### [ENTRIES PROVIDED]
◆ ◆ ◆

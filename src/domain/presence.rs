use serde::{Deserialize, Serialize};
use strum::{Display, EnumIter, IntoEnumIterator};

use crate::domain::glyphs;

/// What a user is currently doing, as shown in the presence panel
#[derive(Debug, Clone, Copy, PartialEq, Eq, Hash, Default, Display, Serialize, Deserialize)]
pub enum UserStatus {
    Focused,
    Break,
    #[default]
    Idle,
}

impl UserStatus {
    pub fn label(self) -> &'static str {
        match self {
            UserStatus::Focused => "focusing",
            UserStatus::Break => "on a break",
            UserStatus::Idle => "idle",
        }
    }

    pub fn glyph(self) -> &'static str {
        match self {
            UserStatus::Focused => glyphs::icon("status.focused"),
            UserStatus::Break => glyphs::icon("status.break"),
            UserStatus::Idle => glyphs::icon("status.idle"),
        }
    }
}

/// Avatars the local user can pick from
#[derive(
    Debug, Clone, Copy, PartialEq, Eq, Hash, Default, Display, EnumIter, Serialize, Deserialize,
)]
pub enum Avatar {
    #[default]
    Owl,
    Cat,
    Fox,
    Panda,
    Frog,
    Bunny,
}

impl Avatar {
    pub fn glyph(self) -> &'static str {
        match self {
            Avatar::Owl => "🦉",
            Avatar::Cat => "🐱",
            Avatar::Fox => "🦊",
            Avatar::Panda => "🐼",
            Avatar::Frog => "🐸",
            Avatar::Bunny => "🐰",
        }
    }

    pub fn all() -> Vec<Avatar> {
        Avatar::iter().collect()
    }

    fn position(self) -> usize {
        Avatar::iter().position(|a| a == self).unwrap_or(0)
    }

    pub fn next(self) -> Self {
        let all = Avatar::all();
        all[(self.position() + 1) % all.len()]
    }

    pub fn previous(self) -> Self {
        let all = Avatar::all();
        all[(self.position() + all.len() - 1) % all.len()]
    }
}

/// A demo entry in the study-room roster. Only the local user's entry ever changes.
#[derive(Debug, Clone, PartialEq, Eq, Serialize, Deserialize)]
pub struct MockPresenceEntry {
    pub id: u32,
    pub display_name: String,
    pub status: UserStatus,
    pub avatar: Avatar,
}

impl MockPresenceEntry {
    pub fn new(id: u32, display_name: &str, status: UserStatus, avatar: Avatar) -> Self {
        Self {
            id,
            display_name: display_name.to_string(),
            status,
            avatar,
        }
    }
}

/// Identifier reserved for the local user's roster entry
pub const SELF_ID: u32 = 0;

/// The static people sharing the room
pub fn mock_roster() -> Vec<MockPresenceEntry> {
    vec![
        MockPresenceEntry::new(1, "Mika", UserStatus::Focused, Avatar::Cat),
        MockPresenceEntry::new(2, "Jun", UserStatus::Break, Avatar::Fox),
        MockPresenceEntry::new(3, "Sol", UserStatus::Focused, Avatar::Panda),
        MockPresenceEntry::new(4, "Rowan", UserStatus::Idle, Avatar::Frog),
        MockPresenceEntry::new(5, "Ada", UserStatus::Focused, Avatar::Bunny),
    ]
}

#[cfg(test)]
mod tests {
    use super::*;
    use pretty_assertions::assert_eq;

    #[test]
    fn test_avatar_cycles_wrap_around() {
        assert_eq!(Avatar::Owl.next(), Avatar::Cat);
        assert_eq!(Avatar::Bunny.next(), Avatar::Owl);
        assert_eq!(Avatar::Owl.previous(), Avatar::Bunny);

        let mut avatar = Avatar::Fox;
        for _ in 0..Avatar::all().len() {
            avatar = avatar.next();
        }
        assert_eq!(avatar, Avatar::Fox);
    }

    #[test]
    fn test_mock_roster_has_no_self_entry() {
        let roster = mock_roster();
        assert!(!roster.is_empty());
        assert!(roster.iter().all(|e| e.id != SELF_ID));
    }

    #[test]
    fn test_status_labels() {
        assert_eq!(UserStatus::default(), UserStatus::Idle);
        assert_eq!(UserStatus::Focused.label(), "focusing");
        assert_ne!(UserStatus::Break.glyph(), UserStatus::Idle.glyph());
    }
}
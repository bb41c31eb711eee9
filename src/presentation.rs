//! Presentation layer
//!
//! This module contains UI components and widgets:
//! - Stateless components for each panel
//! - Reusable widgets (scene, particle field)
//! - Palettes and background assets
//! - Configuration (styles, keybindings)

pub mod assets;
pub mod components;
pub mod config;
pub mod palette;
pub mod widgets;
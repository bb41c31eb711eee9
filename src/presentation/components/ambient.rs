//! Ambient sound panel. Display only, nothing here makes a sound.

use ratatui::{prelude::*, widgets::*};

use crate::{
    core::state::{AppState, Panel},
    domain::{ambient::AmbientSound, glyphs},
    presentation::components::ViewContext,
};

#[derive(Debug, Clone, Default)]
pub struct AmbientComponent;

impl AmbientComponent {
    pub fn new() -> Self {
        Self
    }

    pub fn view(&self, state: &AppState, ctx: &ViewContext, frame: &mut Frame, area: Rect) {
        let ambient = &state.ambient;
        let block = Block::bordered()
            .title(" Ambience ")
            .border_style(ctx.border_style(state, Panel::Ambient));
        let inner = block.inner(area);
        frame.render_widget(Clear, area);
        frame.render_widget(block, area);

        let [sounds_area, volume_area, now_playing_area] = Layout::vertical([
            Constraint::Min(0),
            Constraint::Length(1),
            Constraint::Length(1),
        ])
        .areas(inner);

        let items: Vec<ListItem> = AmbientSound::all()
            .into_iter()
            .map(|sound| {
                let line = format!("{} {}", sound.glyph(), sound.label());
                if ambient.sound != Some(sound) {
                    return ListItem::new(line).style(ctx.palette.text);
                }
                let marker = if ambient.playing {
                    glyphs::icon("ambient.playing")
                } else {
                    glyphs::icon("ambient.paused")
                };
                ListItem::new(format!("{line} {marker}")).style(ctx.palette.accent)
            })
            .collect();
        let selected = AmbientSound::all()
            .iter()
            .position(|sound| *sound == ambient.highlighted);
        let mut list_state = ListState::default().with_selected(selected);
        let list = List::new(items)
            .highlight_style(ctx.palette.highlight)
            .highlight_symbol(glyphs::icon("selection"));
        frame.render_stateful_widget(list, sounds_area, &mut list_state);

        let volume_icon = if ambient.muted {
            glyphs::icon("ambient.muted")
        } else {
            glyphs::icon("ambient.volume")
        };
        let gauge = LineGauge::default()
            .label(format!("{volume_icon} {:>3}", ambient.effective_volume()))
            .filled_style(ctx.palette.accent)
            .unfilled_style(ctx.palette.muted)
            .ratio(f64::from(ambient.effective_volume()) / 100.0);
        frame.render_widget(gauge, volume_area);

        if let Some(name) = ambient.now_playing() {
            let line = Line::from(vec![
                Span::styled("Now playing: ", ctx.palette.muted),
                Span::styled(name, ctx.palette.text),
            ]);
            frame.render_widget(Paragraph::new(line), now_playing_area);
        }
    }
}
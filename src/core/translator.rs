use crossterm::event::{KeyCode, KeyEvent, KeyEventKind, KeyModifiers};

use crate::presentation::config::keybindings::Action;
use crate::{
    core::{
        cmd::TimerId,
        msg::{
            ambient::AmbientMsg, environment::EnvironmentMsg, overlay::OverlayMsg,
            presence::PresenceMsg, system::SystemMsg, timer::TimerMsg, Msg,
        },
        raw_msg::RawMsg,
        state::{AppState, Panel},
    },
    domain::environment::Environment,
};

/// Translates raw external events into domain messages
/// This function is pure and contains no side effects
pub fn translate_raw_to_domain(raw: RawMsg, state: &AppState) -> Vec<Msg> {
    match raw {
        // System events - direct mapping
        RawMsg::Quit => vec![Msg::System(SystemMsg::Quit)],
        RawMsg::Suspend => vec![Msg::System(SystemMsg::Suspend)],
        RawMsg::Resume => vec![Msg::System(SystemMsg::Resume)],
        RawMsg::Resize(width, height) => vec![Msg::System(SystemMsg::Resize(width, height))],

        // User input - translate based on context and key bindings
        RawMsg::Key(key) => translate_key_event(key, state),

        // Scheduler firings
        RawMsg::TimerFired {
            id: TimerId::FocusTick,
            generation,
        } => vec![Msg::Timer(TimerMsg::Tick(generation))],
        RawMsg::TimerFired {
            id: TimerId::Splash,
            ..
        } => vec![Msg::System(SystemMsg::DismissSplash)],

        // Host notifications
        RawMsg::SystemMessage(msg) => vec![Msg::System(SystemMsg::UpdateStatusMessage(msg))],
        RawMsg::Error(error) => vec![Msg::System(SystemMsg::ShowError(error))],

        // Ignore frequent terminal events in domain layer
        RawMsg::Tick | RawMsg::Render => vec![],
    }
}

/// Translates keyboard input to domain events based on current application state
fn translate_key_event(key: KeyEvent, state: &AppState) -> Vec<Msg> {
    if key.kind == KeyEventKind::Release {
        return vec![];
    }

    // Handle global key bindings first
    match key {
        KeyEvent {
            code: KeyCode::Char('c'),
            modifiers: KeyModifiers::CONTROL,
            ..
        } => return vec![Msg::System(SystemMsg::Quit)],

        KeyEvent {
            code: KeyCode::Char('z'),
            modifiers: KeyModifiers::CONTROL,
            ..
        } => return vec![Msg::System(SystemMsg::Suspend)],

        _ => {}
    }

    // Any other key skips the splash screen
    if state.system.show_splash {
        return vec![Msg::System(SystemMsg::DismissSplash)];
    }

    // Get keybindings from config state (flat mapping)
    if let Some(action) = state.config.config.keybindings.get(&vec![key]) {
        return translate_action_to_msg(action, state);
    }

    vec![] // No matching keybinding found
}

fn translate_action_to_msg(action: &Action, state: &AppState) -> Vec<Msg> {
    match action {
        Action::ToggleTimer => vec![Msg::Timer(TimerMsg::Toggle)],
        Action::ResetTimer => vec![Msg::Timer(TimerMsg::Reset)],
        Action::ToggleEnvironment => vec![Msg::Environment(EnvironmentMsg::Toggle)],
        Action::SelectLibrary => vec![Msg::Environment(EnvironmentMsg::Select(
            Environment::Library,
        ))],
        Action::SelectCafe => vec![Msg::Environment(EnvironmentMsg::Select(Environment::Cafe))],
        Action::NextAvatar => vec![Msg::Presence(PresenceMsg::NextAvatar)],
        Action::PreviousAvatar => vec![Msg::Presence(PresenceMsg::PreviousAvatar)],
        Action::NextSound => vec![Msg::Ambient(AmbientMsg::NextSound)],
        Action::PreviousSound => vec![Msg::Ambient(AmbientMsg::PreviousSound)],
        Action::ToggleSound => vec![Msg::Ambient(AmbientMsg::SelectHighlighted)],
        Action::VolumeUp => vec![Msg::Ambient(AmbientMsg::VolumeUp)],
        Action::VolumeDown => vec![Msg::Ambient(AmbientMsg::VolumeDown)],
        Action::TogglePlay => vec![Msg::Ambient(AmbientMsg::TogglePlay)],
        Action::ToggleMute => vec![Msg::Ambient(AmbientMsg::ToggleMute)],
        Action::MoreParticles => vec![Msg::Overlay(OverlayMsg::IncreaseDensity)],
        Action::FewerParticles => vec![Msg::Overlay(OverlayMsg::DecreaseDensity)],
        Action::FocusNext => vec![Msg::System(SystemMsg::FocusNextPanel)],
        Action::FocusPrevious => vec![Msg::System(SystemMsg::FocusPreviousPanel)],
        Action::Next => translate_panel_next(state.system.focused_panel),
        Action::Previous => translate_panel_previous(state.system.focused_panel),
        Action::Increase => translate_panel_increase(state.system.focused_panel),
        Action::Decrease => translate_panel_decrease(state.system.focused_panel),
        Action::Activate => translate_panel_activate(state.system.focused_panel),
        Action::Quit => vec![Msg::System(SystemMsg::Quit)],
        Action::Suspend => vec![Msg::System(SystemMsg::Suspend)],
    }
}

fn translate_panel_next(panel: Panel) -> Vec<Msg> {
    match panel {
        Panel::Timer => vec![],
        Panel::Presence => vec![Msg::Presence(PresenceMsg::NextAvatar)],
        Panel::Ambient => vec![Msg::Ambient(AmbientMsg::NextSound)],
    }
}

fn translate_panel_previous(panel: Panel) -> Vec<Msg> {
    match panel {
        Panel::Timer => vec![],
        Panel::Presence => vec![Msg::Presence(PresenceMsg::PreviousAvatar)],
        Panel::Ambient => vec![Msg::Ambient(AmbientMsg::PreviousSound)],
    }
}

fn translate_panel_increase(panel: Panel) -> Vec<Msg> {
    match panel {
        Panel::Ambient => vec![Msg::Ambient(AmbientMsg::VolumeUp)],
        Panel::Timer | Panel::Presence => vec![],
    }
}

fn translate_panel_decrease(panel: Panel) -> Vec<Msg> {
    match panel {
        Panel::Ambient => vec![Msg::Ambient(AmbientMsg::VolumeDown)],
        Panel::Timer | Panel::Presence => vec![],
    }
}

fn translate_panel_activate(panel: Panel) -> Vec<Msg> {
    match panel {
        Panel::Timer => vec![Msg::Timer(TimerMsg::Toggle)],
        Panel::Ambient => vec![Msg::Ambient(AmbientMsg::SelectHighlighted)],
        Panel::Presence => vec![],
    }
}

#[cfg(test)]
mod tests {
    use super::*;
    use crate::infrastructure::config::Config;
    use pretty_assertions::assert_eq;
    use rand::{rngs::StdRng, SeedableRng};

    fn create_test_state() -> AppState {
        let mut state = AppState::new_with_rng(Config::default(), StdRng::seed_from_u64(1));
        state.system.show_splash = false;
        state
    }

    fn key(code: KeyCode) -> RawMsg {
        RawMsg::Key(KeyEvent::new(code, KeyModifiers::NONE))
    }

    #[test]
    fn test_timer_firings_translate() {
        let state = create_test_state();
        let tick = RawMsg::TimerFired {
            id: TimerId::FocusTick,
            generation: 4,
        };
        assert_eq!(
            translate_raw_to_domain(tick, &state),
            vec![Msg::Timer(TimerMsg::Tick(4))]
        );
        let splash = RawMsg::TimerFired {
            id: TimerId::Splash,
            generation: 0,
        };
        assert_eq!(
            translate_raw_to_domain(splash, &state),
            vec![Msg::System(SystemMsg::DismissSplash)]
        );
    }

    #[test]
    fn test_ctrl_c_quits_even_during_splash() {
        let mut state = create_test_state();
        state.system.show_splash = true;
        let raw = RawMsg::Key(KeyEvent::new(KeyCode::Char('c'), KeyModifiers::CONTROL));
        assert_eq!(
            translate_raw_to_domain(raw, &state),
            vec![Msg::System(SystemMsg::Quit)]
        );
    }

    #[test]
    fn test_any_key_skips_splash() {
        let mut state = create_test_state();
        state.system.show_splash = true;
        assert_eq!(
            translate_raw_to_domain(key(KeyCode::Char('x')), &state),
            vec![Msg::System(SystemMsg::DismissSplash)]
        );
    }

    #[test]
    fn test_unbound_key_is_ignored() {
        let state = create_test_state();
        assert!(translate_raw_to_domain(key(KeyCode::F(12)), &state).is_empty());
    }

    #[test]
    fn test_panel_actions_depend_on_focus() {
        let mut state = create_test_state();
        assert_eq!(
            translate_action_to_msg(&Action::Activate, &state),
            vec![Msg::Timer(TimerMsg::Toggle)]
        );
        assert!(translate_action_to_msg(&Action::Next, &state).is_empty());

        state.system.focused_panel = Panel::Ambient;
        assert_eq!(
            translate_action_to_msg(&Action::Activate, &state),
            vec![Msg::Ambient(AmbientMsg::SelectHighlighted)]
        );
        assert_eq!(
            translate_action_to_msg(&Action::Increase, &state),
            vec![Msg::Ambient(AmbientMsg::VolumeUp)]
        );

        state.system.focused_panel = Panel::Presence;
        assert_eq!(
            translate_action_to_msg(&Action::Previous, &state),
            vec![Msg::Presence(PresenceMsg::PreviousAvatar)]
        );
    }

    #[test]
    fn test_tick_and_render_are_ignored() {
        let state = create_test_state();
        assert!(translate_raw_to_domain(RawMsg::Tick, &state).is_empty());
        assert!(translate_raw_to_domain(RawMsg::Render, &state).is_empty());
    }
}
use serde::{Deserialize, Serialize};

#[derive(Debug, Clone, Copy, PartialEq, Eq, Serialize, Deserialize)]
pub enum OverlayMsg {
    SetCount(usize),
    IncreaseDensity,
    DecreaseDensity,
    /// Re-roll every particle, as happens when the overlay is mounted again
    Regenerate,
}
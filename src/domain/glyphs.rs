//! Static icon table keyed by name.
//!
//! Views ask for icons by name so the table can be swapped (e.g. for an ASCII
//! fallback) without touching any logic.

/// Fallback for unknown icon names
pub const MISSING: &str = "?";

const ICONS: &[(&str, &str)] = &[
    ("status.focused", "●"),
    ("status.break", "◐"),
    ("status.idle", "○"),
    ("timer.play", "▶"),
    ("timer.pause", "⏸"),
    ("timer.reset", "↺"),
    ("ambient.playing", "♫"),
    ("ambient.paused", "♪"),
    ("ambient.muted", "🔇"),
    ("ambient.volume", "🔊"),
    ("env.library", "📚"),
    ("env.cafe", "☕"),
    ("particle.small", "·"),
    ("particle.medium", "•"),
    ("particle.large", "✦"),
    ("particle.ember", "*"),
    ("particle.steam", "~"),
    ("selection", "›"),
];

pub fn icon(name: &str) -> &'static str {
    ICONS
        .iter()
        .find(|(key, _)| *key == name)
        .map(|(_, glyph)| *glyph)
        .unwrap_or(MISSING)
}
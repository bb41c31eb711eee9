pub mod event_source;
pub mod real;

use std::{future::Future, pin::Pin};

use color_eyre::eyre::Result;
use crossterm::event::{KeyEvent, MouseEvent};
use serde::{Deserialize, Serialize};

pub type IO = std::io::Stdout;
pub fn io() -> IO {
    std::io::stdout()
}
pub type Frame<'a> = ratatui::Frame<'a>;

#[derive(Clone, Debug, PartialEq, Eq, Serialize, Deserialize)]
pub enum Event {
    Init,
    Quit,
    Error,
    Closed,
    Tick,
    Render,
    FocusGained,
    FocusLost,
    Paste(String),
    Key(KeyEvent),
    Mouse(MouseEvent),
    Resize(u16, u16),
}

pub trait TuiLike: Send {
    fn enter(&mut self) -> Result<()>;
    fn exit(&mut self) -> Result<()>;
    fn draw(&mut self, f: &mut dyn FnMut(&mut Frame<'_>)) -> Result<()>;
    fn resize(&mut self, area: ratatui::prelude::Rect) -> Result<()>;
    fn next(&mut self) -> Pin<Box<dyn Future<Output = Option<Event>> + Send + '_>>;

    /// Hand the terminal back to the shell and stop the process (SIGTSTP).
    /// Terminals that cannot suspend just leave.
    fn suspend(&mut self) -> Result<()> {
        self.exit()
    }

    /// Re-acquire the terminal after a suspend
    fn resume(&mut self) -> Result<()> {
        self.enter()
    }
}
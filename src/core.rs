//! Core Elm Architecture implementation
//!
//! This module contains the core components of the Elm architecture:
//! - Messages and raw messages
//! - Application state management
//! - Update logic and command execution
//! - Message translation layer

pub mod cmd;
pub mod cmd_executor;
pub mod msg;
pub mod raw_msg;
pub mod state;
pub mod translator;
pub mod update;
//! Infrastructure layer
//!
//! This module handles external integrations and services:
//! - TUI foundation
//! - CLI argument processing
//! - Configuration loading
//! - Timer scheduling
//! - The theming boundary

pub mod cli;
pub mod config;
pub mod scheduler;
pub mod theme;
pub mod tui;
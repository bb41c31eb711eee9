use rand::{rngs::StdRng, SeedableRng};

pub mod ambient;
pub mod overlay;
pub mod presence;
pub mod system;
pub mod timer;

use crate::{
    core::{
        cmd::{Cmd, TimerId},
        msg::overlay::OverlayMsg,
    },
    domain::{
        environment::Environment,
        presence::{Avatar, MockPresenceEntry, UserStatus},
    },
    infrastructure::config::Config,
};

pub use ambient::AmbientState;
pub use overlay::OverlayState;
pub use presence::PresenceState;
pub use system::{Panel, SystemState};
pub use timer::TimerState;

/// Configuration state - holds all user-configurable settings
#[derive(Debug, Clone, Default)]
pub struct ConfigState {
    /// Current configuration loaded from file
    pub config: Config,
}

/// Unified application state, owned by the root view
///
/// The root owns the selected environment, the reported user status and the
/// selected avatar. Everything else lives in a sub-state with its own update.
#[derive(Debug, Clone)]
pub struct AppState {
    pub environment: Environment,
    pub user_status: UserStatus,
    pub avatar: Avatar,
    pub timer: TimerState,
    pub presence: PresenceState,
    pub ambient: AmbientState,
    pub overlay: OverlayState,
    pub system: SystemState,
    pub config: ConfigState,
}

impl Default for AppState {
    fn default() -> Self {
        Self::new(Config::default())
    }
}

impl AppState {
    /// Initialize AppState from configuration with an entropy-seeded particle generator
    pub fn new(config: Config) -> Self {
        Self::new_with_rng(config, StdRng::from_entropy())
    }

    /// Initialize AppState with an explicit random source for the particle overlay
    pub fn new_with_rng(config: Config, rng: StdRng) -> Self {
        let environment = config.environment;
        Self {
            environment,
            user_status: UserStatus::Idle,
            avatar: Avatar::default(),
            timer: TimerState::default(),
            presence: PresenceState::new(&config.display_name),
            ambient: AmbientState::default(),
            overlay: OverlayState::new(rng, config.particles.count_for(environment), environment),
            system: SystemState {
                show_splash: config.splash.enabled,
                ..Default::default()
            },
            config: ConfigState { config },
        }
    }

    /// Commands to run once when the root view is mounted
    pub fn init_commands(&self) -> Vec<Cmd> {
        let mut cmds = vec![Cmd::ApplyTheme(self.environment)];
        if self.system.show_splash {
            cmds.push(Cmd::StartTimeout {
                id: TimerId::Splash,
                delay_ms: self.config.config.splash.duration_ms,
            });
        }
        cmds
    }

    /// Switches the environment. Reselecting the active one does nothing.
    ///
    /// Each room has its own dust count, so a switch resets any density
    /// adjustment to the new room's configured count.
    pub fn select_environment(&mut self, environment: Environment) -> Vec<Cmd> {
        if environment == self.environment {
            return vec![];
        }
        self.environment = environment;
        let count = self.config.config.particles.count_for(environment);
        self.overlay.set_environment(environment);
        self.overlay.update(OverlayMsg::SetCount(count));
        vec![Cmd::ApplyTheme(environment)]
    }

    /// Records the status reported by the timer. Returns true when it changed.
    pub fn report_status(&mut self, status: UserStatus) -> bool {
        let changed = self.user_status != status;
        if changed {
            tracing::debug!(from = %self.user_status, to = %status, "user status changed");
        }
        self.user_status = status;
        changed
    }

    /// The roster with the local entry mirroring the root's status and avatar
    pub fn roster(&self) -> Vec<MockPresenceEntry> {
        self.presence.entries(self.user_status, self.avatar)
    }
}
//! # Study Nook
//!
//! A cozy terminal study companion: a themed room (library or cafe), a
//! pomodoro-style focus timer, a mock "who is studying" panel, a cosmetic
//! ambient sound panel and drifting particle overlays. Built with Ratatui
//! around an Elm-like architecture.
//!
//! ## Architecture Overview
//!
//! - **Model** (`core::state`): application state owned by the root view
//! - **Message** (`core::msg`): events that can change the state
//! - **Update** (`core::update`): pure functions that transform state
//! - **Command** (`core::cmd`): side effects (timers, theming, rendering)
//! - **View** (`presentation::components`): stateless rendering of the state
//!
//! ## Example Usage
//!
//! ```rust
//! use studynook::{core::msg::{timer::TimerMsg, Msg}, update, AppState, Cmd};
//!
//! let state = AppState::default();
//! let (state, commands) = update(Msg::Timer(TimerMsg::Start), state);
//!
//! assert!(state.timer.is_running());
//! assert!(matches!(commands[0], Cmd::StartInterval { .. }));
//! ```
//!
//! ## Modules
//!
//! - [`core`] - Elm core: state, messages, update, commands, translation
//! - [`domain`] - Session phases, environments, particles, presence, ambience
//! - [`infrastructure`] - Terminal, scheduler, theming boundary, config, CLI
//! - [`integration`] - Runtime and the main loop
//! - [`presentation`] - Components, widgets, palettes, keybindings and styles
//! - [`utils`] - Logging, panic handling, paths

pub mod core;
pub mod domain;
pub mod infrastructure;
pub mod integration;
pub mod presentation;
pub mod utils;

// Re-exports for convenience
pub use crate::core::{
    cmd::Cmd, msg::Msg, raw_msg::RawMsg, state::AppState,
    translator::translate_raw_to_domain, update::update,
};
pub use crate::integration::elm_integration::{ElmRuntime, ElmRuntimeStats};

/// Result type used throughout the library
pub type Result<T> = color_eyre::eyre::Result<T>;

/// Version information
pub const VERSION: &str = env!("CARGO_PKG_VERSION");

◆ ◆ ◆

Output exactly the lines from the one holding "Re-exports for convenience" to the end of the material above, with both ends included.

// Re-exports for convenience
pub use crate::core::{
    cmd::Cmd, msg::Msg, raw_msg::RawMsg, state::AppState,
    translator::translate_raw_to_domain, update::update,
};
pub use crate::integration::elm_integration::{ElmRuntime, ElmRuntimeStats};

/// Result type used throughout the library
pub type Result<T> = color_eyre::eyre::Result<T>;

/// Version information
pub const VERSION: &str = env!("CARGO_PKG_VERSION");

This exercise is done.